Description of the task -
Reproduce the data exactly; no word may be added or dropped.

The data -
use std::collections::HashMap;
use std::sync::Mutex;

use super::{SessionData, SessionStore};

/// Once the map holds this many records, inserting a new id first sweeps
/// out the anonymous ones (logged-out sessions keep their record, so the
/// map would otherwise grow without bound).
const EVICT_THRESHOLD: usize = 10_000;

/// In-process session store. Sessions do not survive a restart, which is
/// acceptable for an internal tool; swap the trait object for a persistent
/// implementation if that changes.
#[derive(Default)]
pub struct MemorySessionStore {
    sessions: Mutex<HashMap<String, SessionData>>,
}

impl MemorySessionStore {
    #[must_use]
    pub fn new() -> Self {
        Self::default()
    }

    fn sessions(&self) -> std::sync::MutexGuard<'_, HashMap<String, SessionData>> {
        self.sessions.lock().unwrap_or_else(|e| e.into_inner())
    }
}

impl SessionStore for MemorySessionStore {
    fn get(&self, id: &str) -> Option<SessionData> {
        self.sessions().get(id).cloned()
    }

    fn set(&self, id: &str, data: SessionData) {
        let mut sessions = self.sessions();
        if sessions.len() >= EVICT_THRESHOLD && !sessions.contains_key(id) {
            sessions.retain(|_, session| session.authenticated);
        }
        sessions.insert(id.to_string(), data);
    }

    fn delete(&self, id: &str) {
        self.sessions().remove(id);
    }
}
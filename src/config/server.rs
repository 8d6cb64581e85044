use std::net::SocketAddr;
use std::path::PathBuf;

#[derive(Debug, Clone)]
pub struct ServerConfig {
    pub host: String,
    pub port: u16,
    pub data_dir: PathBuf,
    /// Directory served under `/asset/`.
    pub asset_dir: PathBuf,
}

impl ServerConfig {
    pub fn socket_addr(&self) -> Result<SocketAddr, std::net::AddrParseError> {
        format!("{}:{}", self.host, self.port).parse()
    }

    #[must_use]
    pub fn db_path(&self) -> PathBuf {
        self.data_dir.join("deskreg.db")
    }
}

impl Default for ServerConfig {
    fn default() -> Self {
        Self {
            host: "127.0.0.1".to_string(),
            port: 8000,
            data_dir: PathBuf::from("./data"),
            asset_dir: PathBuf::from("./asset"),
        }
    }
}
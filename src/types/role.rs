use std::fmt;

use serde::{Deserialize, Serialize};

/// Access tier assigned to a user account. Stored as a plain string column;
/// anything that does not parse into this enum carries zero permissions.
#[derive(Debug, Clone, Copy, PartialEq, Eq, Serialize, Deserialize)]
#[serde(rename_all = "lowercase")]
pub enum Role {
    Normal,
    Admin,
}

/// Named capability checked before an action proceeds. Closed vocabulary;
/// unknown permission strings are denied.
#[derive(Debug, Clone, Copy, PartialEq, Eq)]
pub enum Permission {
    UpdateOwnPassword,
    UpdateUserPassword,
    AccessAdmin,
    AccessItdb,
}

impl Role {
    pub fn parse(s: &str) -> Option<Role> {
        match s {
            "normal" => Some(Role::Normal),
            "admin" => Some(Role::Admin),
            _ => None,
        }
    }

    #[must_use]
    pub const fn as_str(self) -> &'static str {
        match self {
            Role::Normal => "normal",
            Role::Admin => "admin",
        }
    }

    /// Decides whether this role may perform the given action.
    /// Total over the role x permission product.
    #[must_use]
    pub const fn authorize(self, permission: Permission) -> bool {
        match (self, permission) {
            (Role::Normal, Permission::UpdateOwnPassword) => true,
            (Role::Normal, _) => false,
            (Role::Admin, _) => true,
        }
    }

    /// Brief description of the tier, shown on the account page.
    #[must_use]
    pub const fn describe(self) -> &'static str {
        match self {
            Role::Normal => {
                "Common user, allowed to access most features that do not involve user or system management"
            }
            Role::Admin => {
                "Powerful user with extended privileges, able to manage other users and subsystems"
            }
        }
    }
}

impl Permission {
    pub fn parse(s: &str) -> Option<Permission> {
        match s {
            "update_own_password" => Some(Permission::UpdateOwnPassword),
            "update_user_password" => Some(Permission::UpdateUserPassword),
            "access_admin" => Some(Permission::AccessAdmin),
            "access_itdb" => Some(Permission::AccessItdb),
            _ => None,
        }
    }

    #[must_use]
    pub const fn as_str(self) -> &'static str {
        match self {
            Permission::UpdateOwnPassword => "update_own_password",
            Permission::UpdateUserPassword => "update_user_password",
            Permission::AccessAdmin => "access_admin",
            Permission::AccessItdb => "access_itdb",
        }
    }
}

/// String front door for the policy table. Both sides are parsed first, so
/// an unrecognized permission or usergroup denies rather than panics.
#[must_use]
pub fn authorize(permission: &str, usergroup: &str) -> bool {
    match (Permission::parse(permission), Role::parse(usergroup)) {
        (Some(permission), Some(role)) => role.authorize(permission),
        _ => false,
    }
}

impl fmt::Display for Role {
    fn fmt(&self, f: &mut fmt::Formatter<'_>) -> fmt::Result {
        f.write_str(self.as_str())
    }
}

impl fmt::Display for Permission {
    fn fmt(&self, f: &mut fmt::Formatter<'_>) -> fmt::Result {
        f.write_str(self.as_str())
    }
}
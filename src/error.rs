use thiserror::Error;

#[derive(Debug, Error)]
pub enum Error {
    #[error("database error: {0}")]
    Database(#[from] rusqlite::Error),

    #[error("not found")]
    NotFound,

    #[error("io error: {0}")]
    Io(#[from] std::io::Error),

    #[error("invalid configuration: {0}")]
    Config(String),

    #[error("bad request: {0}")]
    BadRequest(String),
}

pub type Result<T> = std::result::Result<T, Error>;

Exercise response -
use std::collections::HashMap;
use std::sync::Mutex;

use super::{SessionData, SessionStore};

/// Once the map holds this many records, inserting a new id first sweeps
/// out the anonymous ones (logged-out sessions keep their record, so the
/// map would otherwise grow without bound).
const EVICT_THRESHOLD: usize = 10_000;

/// In-process session store. Sessions do not survive a restart, which is
/// acceptable for an internal tool; swap the trait object for a persistent
/// implementation if that changes.
#[derive(Default)]
pub struct MemorySessionStore {
    sessions: Mutex<HashMap<String, SessionData>>,
}

impl MemorySessionStore {
    #[must_use]
    pub fn new() -> Self {
        Self::default()
    }

    fn sessions(&self) -> std::sync::MutexGuard<'_, HashMap<String, SessionData>> {
        self.sessions.lock().unwrap_or_else(|e| e.into_inner())
    }
}

impl SessionStore for MemorySessionStore {
    fn get(&self, id: &str) -> Option<SessionData> {
        self.sessions().get(id).cloned()
    }

    fn set(&self, id: &str, data: SessionData) {
        let mut sessions = self.sessions();
        if sessions.len() >= EVICT_THRESHOLD && !sessions.contains_key(id) {
            sessions.retain(|_, session| session.authenticated);
        }
        sessions.insert(id.to_string(), data);
    }

    fn delete(&self, id: &str) {
        self.sessions().remove(id);
    }
}
filename src/config/server.rs
repository 8d6cb64581e85044
use std::net::SocketAddr;
use std::path::PathBuf;

#[derive(Debug, Clone)]
pub struct ServerConfig {
    pub host: String,
    pub port: u16,
    pub data_dir: PathBuf,
    /// Directory served under `/asset/`.
    pub asset_dir: PathBuf,
}

impl ServerConfig {
    pub fn socket_addr(&self) -> Result<SocketAddr, std::net::AddrParseError> {
        format!("{}:{}", self.host, self.port).parse()
    }

    #[must_use]
    pub fn db_path(&self) -> PathBuf {
        self.data_dir.join("deskreg.db")
    }
}

impl Default for ServerConfig {
    fn default() -> Self {
        Self {
            host: "127.0.0.1".to_string(),
            port: 8000,
            data_dir: PathBuf::from("./data"),
            asset_dir: PathBuf::from("./asset"),
        }
    }
}
filename src/types/role.rs
use std::fmt;

use serde::{Deserialize, Serialize};

/// Access tier assigned to a user account. Stored as a plain string column;
/// anything that does not parse into this enum carries zero permissions.
#[derive(Debug, Clone, Copy, PartialEq, Eq, Serialize, Deserialize)]
#[serde(rename_all = "lowercase")]
pub enum Role {
    Normal,
    Admin,
}

/// Named capability checked before an action proceeds. Closed vocabulary;
/// unknown permission strings are denied.
#[derive(Debug, Clone, Copy, PartialEq, Eq)]
pub enum Permission {
    UpdateOwnPassword,
    UpdateUserPassword,
    AccessAdmin,
    AccessItdb,
}

impl Role {
    pub fn parse(s: &str) -> Option<Role> {
        match s {
            "normal" => Some(Role::Normal),
            "admin" => Some(Role::Admin),
            _ => None,
        }
    }

    #[must_use]
    pub const fn as_str(self) -> &'static str {
        match self {
            Role::Normal => "normal",
            Role::Admin => "admin",
        }
    }

    /// Decides whether this role may perform the given action.
    /// Total over the role x permission product.
    #[must_use]
    pub const fn authorize(self, permission: Permission) -> bool {
        match (self, permission) {
            (Role::Normal, Permission::UpdateOwnPassword) => true,
            (Role::Normal, _) => false,
            (Role::Admin, _) => true,
        }
    }

    /// Brief description of the tier, shown on the account page.
    #[must_use]
    pub const fn describe(self) -> &'static str {
        match self {
            Role::Normal => {
                "Common user, allowed to access most features that do not involve user or system management"
            }
            Role::Admin => {
                "Powerful user with extended privileges, able to manage other users and subsystems"
            }
        }
    }
}

impl Permission {
    pub fn parse(s: &str) -> Option<Permission> {
        match s {
            "update_own_password" => Some(Permission::UpdateOwnPassword),
            "update_user_password" => Some(Permission::UpdateUserPassword),
            "access_admin" => Some(Permission::AccessAdmin),
            "access_itdb" => Some(Permission::AccessItdb),
            _ => None,
        }
    }

    #[must_use]
    pub const fn as_str(self) -> &'static str {
        match self {
            Permission::UpdateOwnPassword => "update_own_password",
            Permission::UpdateUserPassword => "update_user_password",
            Permission::AccessAdmin => "access_admin",
            Permission::AccessItdb => "access_itdb",
        }
    }
}

/// String front door for the policy table. Both sides are parsed first, so
/// an unrecognized permission or usergroup denies rather than panics.
#[must_use]
pub fn authorize(permission: &str, usergroup: &str) -> bool {
    match (Permission::parse(permission), Role::parse(usergroup)) {
        (Some(permission), Some(role)) => role.authorize(permission),
        _ => false,
    }
}

impl fmt::Display for Role {
    fn fmt(&self, f: &mut fmt::Formatter<'_>) -> fmt::Result {
        f.write_str(self.as_str())
    }
}

impl fmt::Display for Permission {
    fn fmt(&self, f: &mut fmt::Formatter<'_>) -> fmt::Result {
        f.write_str(self.as_str())
    }
}
filename src/error.rs
use thiserror::Error;

#[derive(Debug, Error)]
pub enum Error {
    #[error("database error: {0}")]
    Database(#[from] rusqlite::Error),

    #[error("not found")]
    NotFound,

    #[error("io error: {0}")]
    Io(#[from] std::io::Error),

    #[error("invalid configuration: {0}")]
    Config(String),

    #[error("bad request: {0}")]
    BadRequest(String),
}

pub type Result<T> = std::result::Result<T, Error>;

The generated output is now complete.